*PROBLEM TO WORK ON*.
When you have gone through the entries below, state how many lines include the word "GameError" and write nothing else.

*DATA FOR ANALYSIS*.

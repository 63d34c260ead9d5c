//! Word list loading utilities
//!
//! Provides functions to load dictionaries from files or the embedded list,
//! keeping only words of the configured length.

use crate::config::DictionarySource;
use crate::core::validate;
use log::{debug, info};
use std::fs;
use std::io;
use std::path::Path;

/// Load words of exactly `length` letters from a file
///
/// Lines are trimmed and lowercased. Empty lines and entries that are not
/// `length` ASCII letters are skipped. Order and duplicates are preserved.
///
/// # Errors
///
/// Returns an I/O error if the file cannot be read or opened.
///
/// # Examples
/// ```no_run
/// use wordle_ranker::wordlists::loader::load_from_file;
///
/// let words = load_from_file("res/words_alpha.txt", 5).unwrap();
/// println!("Loaded {} words", words.len());
/// ```
pub fn load_from_file<P: AsRef<Path>>(path: P, length: usize) -> io::Result<Vec<String>> {
    let path = path.as_ref();
    let content = fs::read_to_string(path)?;
    let words = words_from_lines(content.lines(), length);

    info!(
        "loaded {} words of length {length} from {}",
        words.len(),
        path.display()
    );
    Ok(words)
}

/// Filter an embedded or in-memory list to words of `length` letters
///
/// # Examples
/// ```
/// use wordle_ranker::wordlists::loader::words_from_slice;
///
/// let words = words_from_slice(&["crane", "toolong", "Slate"], 5);
/// assert_eq!(words, vec!["crane", "slate"]);
/// ```
#[must_use]
pub fn words_from_slice(slice: &[&str], length: usize) -> Vec<String> {
    words_from_lines(slice.iter().copied(), length)
}

/// Load the dictionary named by `source`
///
/// # Errors
///
/// Returns an I/O error if a dictionary file cannot be read.
pub fn load_dictionary(source: &DictionarySource, length: usize) -> io::Result<Vec<String>> {
    match source {
        DictionarySource::Embedded => {
            let words = words_from_slice(super::DICTIONARY, length);
            info!("using {} embedded words of length {length}", words.len());
            Ok(words)
        }
        DictionarySource::File(path) => load_from_file(path, length),
    }
}

fn words_from_lines<'a>(lines: impl Iterator<Item = &'a str>, length: usize) -> Vec<String> {
    lines
        .filter(|line| !line.trim().is_empty())
        .filter_map(|line| match validate(line, length) {
            Ok(word) => Some(word),
            Err(e) => {
                debug!("skipping '{}': {e}", line.trim());
                None
            }
        })
        .collect()
}

#[cfg(test)]
mod tests {
    use super::*;
    use std::io::Write;

    #[test]
    fn words_from_slice_keeps_valid_words() {
        let words = words_from_slice(&["crane", "slate", "irate"], 5);
        assert_eq!(words, vec!["crane", "slate", "irate"]);
    }

    #[test]
    fn words_from_slice_skips_invalid() {
        let input = &["crane", "toolong", "abc", "", "sl4te", "SLATE"];
        let words = words_from_slice(input, 5);
        assert_eq!(words, vec!["crane", "slate"]);
    }

    #[test]
    fn words_from_slice_other_length() {
        let words = words_from_slice(&["crane", "planet", "tables"], 6);
        assert_eq!(words, vec!["planet", "tables"]);
    }

    #[test]
    fn words_from_slice_keeps_duplicates_in_order() {
        let words = words_from_slice(&["slate", "crane", "slate"], 5);
        assert_eq!(words, vec!["slate", "crane", "slate"]);
    }

    #[test]
    fn words_from_slice_empty() {
        assert!(words_from_slice(&[], 5).is_empty());
    }

    #[test]
    fn load_from_file_filters_lines() {
        let path = std::env::temp_dir().join(format!(
            "wordle_ranker_loader_{}.txt",
            std::process::id()
        ));
        let mut file = fs::File::create(&path).unwrap();
        writeln!(file, "alert\r\nat\n  Later  \n\nalerts\nrates").unwrap();
        drop(file);

        let words = load_from_file(&path, 5).unwrap();
        fs::remove_file(&path).unwrap();

        assert_eq!(words, vec!["alert", "later", "rates"]);
    }

    #[test]
    fn load_from_missing_file_is_an_error() {
        let path = std::env::temp_dir().join("wordle_ranker_missing_dictionary.txt");
        assert!(load_from_file(path, 5).is_err());
    }

    #[test]
    fn load_embedded_dictionary() {
        let words = load_dictionary(&DictionarySource::Embedded, 5).unwrap();
        assert!(!words.is_empty());
        assert!(words.iter().all(|w| w.len() == 5));
    }
}
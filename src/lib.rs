//! Wordle Ranker
//!
//! Plays Wordle automatically: guesses the best remaining candidate by
//! duplicate-letter sparsity and letter-frequency ranking, then narrows the
//! candidate pool with what the guess revealed.
//!
//! # Quick Start
//!
//! ```rust
//! use wordle_ranker::config::GameConfig;
//! use wordle_ranker::solver::Game;
//!
//! let dictionary: Vec<String> = ["alert", "alter", "later", "learn", "rates"]
//!     .iter()
//!     .map(ToString::to_string)
//!     .collect();
//!
//! let mut transcript: Vec<String> = Vec::new();
//! let summary = Game::new(&GameConfig::default(), &dictionary, "later")
//!     .unwrap()
//!     .play(&mut transcript);
//!
//! assert!(summary.solved());
//! assert_eq!(transcript[1], "Guess 1:     'alert'");
//! ```

// Run configuration
pub mod config;

// Core domain types
pub mod core;

// Constraint narrowing and guess selection
pub mod solver;

// Word lists
pub mod wordlists;

// Command implementations
pub mod commands;

// Terminal output formatting
pub mod output;
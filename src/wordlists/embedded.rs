//! Embedded word list
//!
//! Word list compiled into the binary at build time.

// Include generated word list from build script
include!(concat!(env!("OUT_DIR"), "/dictionary.rs"));
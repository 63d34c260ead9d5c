//! Word lists and target selection
//!
//! Provides the embedded default dictionary, file loading, and the random
//! target picker.

mod embedded;
pub mod loader;

pub use embedded::{DICTIONARY, DICTIONARY_COUNT};

use rand::Rng;
use rand::seq::IndexedRandom;

/// Pick one word uniformly at random, `None` if the list is empty
///
/// # Examples
/// ```
/// use rand::SeedableRng;
/// use rand::rngs::StdRng;
/// use wordle_ranker::wordlists::random_word;
///
/// let words = vec!["crane".to_string(), "slate".to_string()];
/// let mut rng = StdRng::seed_from_u64(7);
///
/// let target = random_word(&words, &mut rng).unwrap();
/// assert!(words.contains(target));
/// assert!(random_word(&[], &mut rng).is_none());
/// ```
pub fn random_word<'a, R: Rng + ?Sized>(words: &'a [String], rng: &mut R) -> Option<&'a String> {
    words.choose(rng)
}
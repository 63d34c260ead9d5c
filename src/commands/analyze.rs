//! Word analysis command
//!
//! Shows how the guess selector sees a single word.

use crate::config::GameConfig;
use crate::core::{Word, validate};
use crate::solver::{GameError, scored_dictionary};

/// Result of analyzing a word
#[derive(Debug, Clone)]
pub struct AnalysisResult {
    pub word: String,
    pub duplicates: u32,
    pub ranking: u32,
    /// 1-based position in the selector's preference order
    pub rank: usize,
    pub total_words: usize,
    pub in_dictionary: bool,
    /// Dictionary letters from most to least common
    pub letter_frequency: Vec<(u8, u32)>,
}

/// Score a word against the dictionary and place it in the selector's order
///
/// Fewer duplicate letters come first; among equals, higher ranking comes
/// first. Words that tie with this one do not push it down.
///
/// # Errors
///
/// Returns an error if:
/// - The word is not a word of the configured length
/// - The dictionary has no word of the configured length
pub fn analyze_word(
    word: &str,
    config: &GameConfig,
    dictionary: &[String],
) -> Result<AnalysisResult, GameError> {
    let text = validate(word, config.word_length)?;
    let (pool, frequency) = scored_dictionary(config, dictionary)?;
    let scored = Word::scored(text, &frequency);

    let ahead = pool
        .iter()
        .filter(|w| {
            w.duplicates() < scored.duplicates()
                || (w.duplicates() == scored.duplicates() && w.ranking() > scored.ranking())
        })
        .count();

    Ok(AnalysisResult {
        in_dictionary: pool.iter().any(|w| w.text() == scored.text()),
        word: scored.text().to_string(),
        duplicates: scored.duplicates(),
        ranking: scored.ranking(),
        rank: ahead + 1,
        total_words: pool.len(),
        letter_frequency: frequency.ranked(),
    })
}
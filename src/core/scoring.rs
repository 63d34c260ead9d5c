//! Per-word scores used to order guesses

use super::LetterFrequency;
use rustc_hash::FxHashMap;

/// Count letter occurrences that repeat an earlier letter in the same word
///
/// A letter appearing three times contributes two.
///
/// # Examples
/// ```
/// use wordle_ranker::core::duplicate_count;
///
/// assert_eq!(duplicate_count("crane"), 0);
/// assert_eq!(duplicate_count("speed"), 1);
/// assert_eq!(duplicate_count("eerie"), 2);
/// ```
#[must_use]
pub fn duplicate_count(word: &str) -> u32 {
    let mut seen: FxHashMap<u8, u32> = FxHashMap::default();
    let mut count = 0;

    for &letter in word.as_bytes() {
        let occurrences = seen.entry(letter).or_insert(0);
        *occurrences += 1;
        if *occurrences > 1 {
            count += 1;
        }
    }

    count
}

/// Sum the dictionary frequency of every letter in the word
///
/// Repeated letters are counted each time they occur.
#[must_use]
pub fn ranking_score(word: &str, frequency: &LetterFrequency) -> u32 {
    word.bytes().map(|letter| frequency.count(letter)).sum()
}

*ANSWER BOX*.
2